The Wonder (Queen of Hearts Saga #2)

After the negotiations were signed and sealed, four swift horses bearing Yurkei riders were sent to store the documents in the four corners of Wonderland, so that there might always be one treaty that remained safe, even if the rest were destroyed. After the documents were sent on their way, Dinah nervously prepared for the ancient Yurkei sealing ritual. Wearing little more than a few feathers, Dinah stood perfectly still for hours as the words of the treaty were painted on her body with white paint by silent Yurkei women. The words trailed down from her eyes in straight lines to the edge of her toes, and by the end, there wasn’t an inch of her skin unmarked with white paint. The words of their treaty trailed from her cheeks, her belly, her fingertips. Mundoo had the same treaty inscribed down his immaculate body, and when they were done, both Dinah and Mundoo were led into a ringed circle of fire, a subdued crane tied to each of their wrists. The Yurkei rose in song, an unnerving wail that resonated through the narrow valley.

For hours they sang as Dinah and Mundoo stood perfectly still until their legs trembled beneath them. Finally, with a desperate shout, the two parties neared each other as the stars swirled above. When they were close enough to touch, the cranes leapt from their wrists and flapped toward each other. Mundoo and Dinah were yanked together as the strings holding their cranes twisted and tangled while the birds fluttered and fought. The warm words written on their bodies smeared together, the melting paint mixing with their sweat and tears as they struggled against one another. Finally, a Yurkei priestess gave a shout and they both released their birds into the sky. The words were now one, their sweat was one, and their heat was one. Dinah’s black eyes met Mundoo’s shimmering blue irises as they stood silently, surrounded by the roaring fire. What she had seen in them both reassured and frightened Dinah. Mundoo was hard, resilient, and she saw a passion blazing in his eyes that was not unlike her own. She was a queen and he was a chief. They were the same. A pact had been made, a promise sealed. Dinah had never felt more alive and gave a shout to the sky, her head thrown back in glory.

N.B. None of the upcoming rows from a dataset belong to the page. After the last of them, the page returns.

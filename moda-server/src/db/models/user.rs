//! User Model
//!
//! cart 和 favorites 内嵌在 user 文档上，只存弱引用 (RecordId)，
//! 被引用的商品可能已被删除，读取方必须容忍。

use super::serde_helpers;
use serde::{Deserialize, Serialize};
use surrealdb::RecordId;

/// One cart entry; merge key is (product, color, size)
#[derive(Debug, Clone, PartialEq, Serialize, Deserialize)]
pub struct CartLine {
    #[serde(with = "serde_helpers::record_id")]
    pub product: RecordId,
    pub color: String,
    pub size: String,
    pub quantity: i64,
}

impl CartLine {
    /// True when this line carries the given merge key
    pub fn matches(&self, product: &RecordId, color: &str, size: &str) -> bool {
        &self.product == product && self.color == color && self.size == size
    }

    /// Merge key as an owned triple
    pub fn key(&self) -> (String, String, String) {
        (self.product.to_string(), self.color.clone(), self.size.clone())
    }
}

/// User model (account credentials live with the auth service, not here)
#[derive(Debug, Clone, Serialize, Deserialize)]
pub struct User {
    #[serde(default, with = "serde_helpers::option_record_id")]
    pub id: Option<RecordId>,
    pub email: String,
    #[serde(default)]
    pub name: String,
    #[serde(default, deserialize_with = "serde_helpers::bool_false")]
    pub is_admin: bool,
    #[serde(default)]
    pub cart: Vec<CartLine>,
    #[serde(default, with = "serde_helpers::vec_record_id")]
    pub favorites: Vec<RecordId>,
    #[serde(default)]
    pub created_at: i64,
}

impl User {
    pub fn new(email: String, name: String) -> Self {
        Self {
            id: None,
            email,
            name,
            is_admin: false,
            cart: Vec::new(),
            favorites: Vec::new(),
            created_at: 0,
        }
    }
}

#[derive(Debug, Clone, Serialize, Deserialize)]
pub struct UserCreate {
    pub email: String,
    pub name: Option<String>,
    pub is_admin: Option<bool>,
}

After she had cleaned up, she joined the Yurkei for a celebratory feast alongside Bah-kan, Sir Gorrann, and her two Yurkei guards. It was a feast to put all others to shame, even the endless feasts she had known at Wonderland Palace. Birds of every type were paraded in on the backs of Yurkei warriors. Each bite tingled with rich spices, woodsy and full of flavor, each taste manipulated by Iu-Hora, their local medicine man. Dinah was given piles of edible mushrooms, each one producing a unique effect—some made her sad or melancholy, while others made her jubilant or silly. Some produced a feeling of intense passion that climaxed in seconds and left her breathless, clutching the table. One gave her a hallucination of the palace, filled with thumping red hearts and fluttering peacocks. Another showed her a river of blood, soaking her feet. The effects weren’t lasting—most were no more than a minute—so Dinah eagerly awaited what each new mushroom would bring.

Dessert was a towering concoction of berries and edible plants, along with some hearty honey bread of which Dinah couldn’t seem to get enough. When the bread was broken open, a tiny flame that somehow burned inside the loaf extinguished, leaving warm bread dripping with hot honey. It was incredible, and Dinah happily licked the honey off of her fingers, aware that perhaps a queen shouldn’t engage in such behavior. She hardly cared. The Yurkei didn’t care, either.

Cheshire sat beside her on one side and Sir Gorrann on the other; and while Cheshire was constantly trying to engage her with compliments or observations, she couldn’t bring herself to be kind to him, not yet. She did find herself staring at him when he wasn’t looking, taking in his jet-black hair and eyes, so like her own, a mirror image really. She imagined him with her mother, laughing and touching, finding every spare moment to be together, caught up in the danger of their forbidden passion. She couldn’t picture it, and at times the idea made her sick. Since he had arrived, Cheshire had given her a number of gifts—a lovely diamond brooch in the shape of a cat, a heavy purple riding cloak, a new set of dark-red leather boots imprinted with a heart on each heel. She pulled on the boots immediately and shoved the other presents into her bag. He could not buy her loyalty or love, not yet, but she needed new boots and so allowed herself to slip into their rich soles, her sore feet rejoicing.